Elise Covert, Senior Writer

Major League Soccer (MLS) kicked off its 2019 postseason on Oct. 19. Six first-round games, spread over two days, provided American soccer fans with dramatic and entertaining football action. The 12 teams tallied 27 goals over the course of the six contests, with three needing extra time to decide a winner.

It was the first time that the single-elimination format had been implemented throughout the MLS playoffs in its 23-season history. In December 2018, MLS announced a new playoff format to be unveiled for the 2019 season. Fourteen of the league’s 24 teams qualified for the postseason, up from 12 in 2018, and only the top team in each of the two conferences earned a first-round bye. Moving away from the aggregate series which used to happen for the conference semifinals and finals, the league developed a four-round playoff structure — each round single-elimination — that culminates in the MLS Cup final.

Fans were supportive of the single-elimination format when it was released last year, but seeing it in action had many raving on social media.

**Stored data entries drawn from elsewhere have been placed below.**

//! # fedgraph HTTP API Module
//!
//! REST API over one federated store, built on axum.
//!
//! ## Endpoints
//!
//! - `GET /health` - Health check
//! - `GET /graphs` - Registered graph ids
//! - `POST /graphs` - Add a graph from an inline schema and properties
//! - `DELETE /graphs/{graph_id}` - Remove a graph
//! - `GET /schema` - Merged schema of the federation
//! - `GET /traits` - Traits every graph supports
//! - `POST /execute` - Execute an operation
//!
//! ## Security Configuration (Environment Variables)
//!
//! - `FEDGRAPH_CORS_ORIGINS`: Comma-separated list of allowed origins, or "*" for all (default: localhost only)
//! - `FEDGRAPH_API_KEY`: If set, requires Bearer token authentication

mod auth;
mod handlers;
mod types;

pub use auth::get_api_key_from_env;
pub use handlers::{
    add_graph_handler, execute_handler, graphs_handler, health_handler, remove_graph_handler,
    schema_handler, traits_handler,
};
pub use types::{
    AddGraphRequest, ErrorResponse, ExecuteResponse, GraphsResponse, HealthResponse,
    RemoveGraphResponse, TraitsResponse, status_for,
};

use axum::{
    Router,
    http::{HeaderValue, Method, header},
    middleware as axum_middleware,
    routing::{delete, get, post},
};
use fedgraph_core::{FederatedStore, FederationError};
use std::sync::Arc;
use tower_http::cors::CorsLayer;
use tower_http::trace::TraceLayer;

// =============================================================================
// SERVER STATE
// =============================================================================

/// Shared server state.
///
/// The store is internally synchronised (copy-on-write registry), so no
/// outer lock is needed.
#[derive(Clone)]
pub struct AppState {
    pub store: Arc<FederatedStore>,
}

impl AppState {
    #[must_use]
    pub fn new(store: FederatedStore) -> Self {
        Self {
            store: Arc::new(store),
        }
    }
}

// =============================================================================
// CORS CONFIGURATION
// =============================================================================

/// Build CORS layer from `FEDGRAPH_CORS_ORIGINS`.
///
/// - "*": allows all origins
/// - not set: localhost only
/// - otherwise: comma-separated list of allowed origins
fn build_cors_layer() -> CorsLayer {
    let origins_env = std::env::var("FEDGRAPH_CORS_ORIGINS").ok();

    match origins_env.as_deref() {
        Some("*") => {
            tracing::warn!(
                "CORS: Allowing ALL origins (FEDGRAPH_CORS_ORIGINS=*). This is insecure for production!"
            );
            CorsLayer::permissive()
        }
        Some(origins) => {
            let allowed_origins: Vec<HeaderValue> = origins
                .split(',')
                .filter_map(|s| {
                    let trimmed = s.trim();
                    match trimmed.parse::<HeaderValue>() {
                        Ok(hv) => {
                            tracing::info!("CORS: Allowing origin: {}", trimmed);
                            Some(hv)
                        }
                        Err(e) => {
                            tracing::warn!("CORS: Invalid origin '{}': {}", trimmed, e);
                            None
                        }
                    }
                })
                .collect();

            if allowed_origins.is_empty() {
                tracing::warn!(
                    "CORS: No valid origins in FEDGRAPH_CORS_ORIGINS, defaulting to localhost only"
                );
                build_localhost_cors()
            } else {
                CorsLayer::new()
                    .allow_origin(allowed_origins)
                    .allow_methods([Method::GET, Method::POST, Method::DELETE, Method::OPTIONS])
                    .allow_headers([header::CONTENT_TYPE, header::AUTHORIZATION])
            }
        }
        None => {
            tracing::info!("CORS: No FEDGRAPH_CORS_ORIGINS set, defaulting to localhost only");
            build_localhost_cors()
        }
    }
}

fn build_localhost_cors() -> CorsLayer {
    let origins: Vec<HeaderValue> = [
        "http://localhost:3000",
        "http://localhost:8080",
        "http://127.0.0.1:3000",
        "http://127.0.0.1:8080",
    ]
    .into_iter()
    .filter_map(|o| o.parse::<HeaderValue>().ok())
    .collect();

    CorsLayer::new()
        .allow_origin(origins)
        .allow_methods([Method::GET, Method::POST, Method::DELETE, Method::OPTIONS])
        .allow_headers([header::CONTENT_TYPE, header::AUTHORIZATION])
}

// =============================================================================
// ROUTER CREATION
// =============================================================================

/// Create the router, taking the API key from `FEDGRAPH_API_KEY`.
pub fn create_router(state: AppState) -> Router {
    create_router_with_api_key(state, get_api_key_from_env())
}

/// Create the router with an explicit API key (`None` disables auth).
///
/// Middleware stack (outer to inner):
/// 1. Tracing - logs all requests
/// 2. CORS - handles preflight requests
/// 3. Authentication - validates API key (if configured)
pub fn create_router_with_api_key(state: AppState, api_key: Option<String>) -> Router {
    let cors = build_cors_layer();

    let mut router = Router::new()
        .route("/health", get(handlers::health_handler))
        .route(
            "/graphs",
            get(handlers::graphs_handler).post(handlers::add_graph_handler),
        )
        .route("/graphs/{graph_id}", delete(handlers::remove_graph_handler))
        .route("/schema", get(handlers::schema_handler))
        .route("/traits", get(handlers::traits_handler))
        .route("/execute", post(handlers::execute_handler));

    match api_key {
        Some(key) => {
            tracing::info!("API key authentication enabled");
            router = router.layer(axum_middleware::from_fn_with_state(
                Arc::new(key),
                auth::api_key_auth_middleware,
            ));
        }
        None => {
            tracing::warn!(
                "API key authentication DISABLED - all endpoints are publicly accessible! \
                 Set FEDGRAPH_API_KEY environment variable to enable authentication."
            );
        }
    }

    router
        .layer(axum::extract::DefaultBodyLimit::max(8 * 1024 * 1024))
        .layer(cors)
        .layer(TraceLayer::new_for_http())
        .with_state(state)
}

// =============================================================================
// SERVER STARTUP
// =============================================================================

/// Start the HTTP server.
pub async fn run_server(addr: &str, store: FederatedStore) -> Result<(), FederationError> {
    let router = create_router(AppState::new(store));

    let listener = tokio::net::TcpListener::bind(addr)
        .await
        .map_err(|e| FederationError::Io(format!("Bind failed: {}", e)))?;

    tracing::info!("fedgraph HTTP server listening on {}", addr);

    axum::serve(listener, router)
        .with_graceful_shutdown(shutdown_signal())
        .await
        .map_err(|e| FederationError::Io(format!("Server error: {}", e)))
}

async fn shutdown_signal() {
    if let Err(e) = tokio::signal::ctrl_c().await {
        tracing::warn!("failed to listen for ctrl-c: {}", e);
        std::future::pending::<()>().await;
    }
    tracing::info!("shutting down");
}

In riveting action on Oct. 19-20,  Real Salt Lake nearly pulled off what would have been a shocking road upset of the Portland Timbers, the 2018 runners-up. The Philadelphia Union rallied from two goals down — twice — at home to seal an extra-time win, their first playoff win in franchise history. The defending champs Atlanta United staved off New England with a narrow 1-0 victory. And in a twist that even the most dedicated soccer fans don’t witness often, Toronto pushed past D.C. United with four goals in the 30 minutes of extra time to surge to a 5-1 win. All other matches were decided by a one-goal differential.

It was exactly the kind of action you’d expect from a win-or-go-home scenario; teams didn’t have a game two to fall back on. With five of six higher-seeded teams winning their matches and moving on, the first round of the playoffs demonstrated that a single-elimination format doesn’t devalue the work teams put in during the regular season.

Soccer analyst and journalist Jeff Rueter called it “beautifully stupid,” and Seattle Sounders head coach Brian Schmetzer called the action “intense” three times in a six sentence post-game interview, to give you a sense.

The current slump of the U.S. Men’s National Team has certainly been a downer for American soccer fans, but MLS is proving to be a bright spot. According to Nielsen, MLS has seen a 27 percent rise in interest since 2012. The league has consistently invested in the fan experience, and the expansion of team payrolls to sign European stars like Wayne Rooney and Zlatan Ibrahimović has only served to grow the league’s passionate fan base.

What’s more, fans won’t have to wait long for a new MLS champion to be crowned on November 10. The entire playoff season only stretches three weeks, compared to the prior format that stretched into December. Judging by the reactions to round one, the drama, emotion and fast-paced play will likely give MLS the spark it needs to continue its impressive run of increasing popularity in the United States.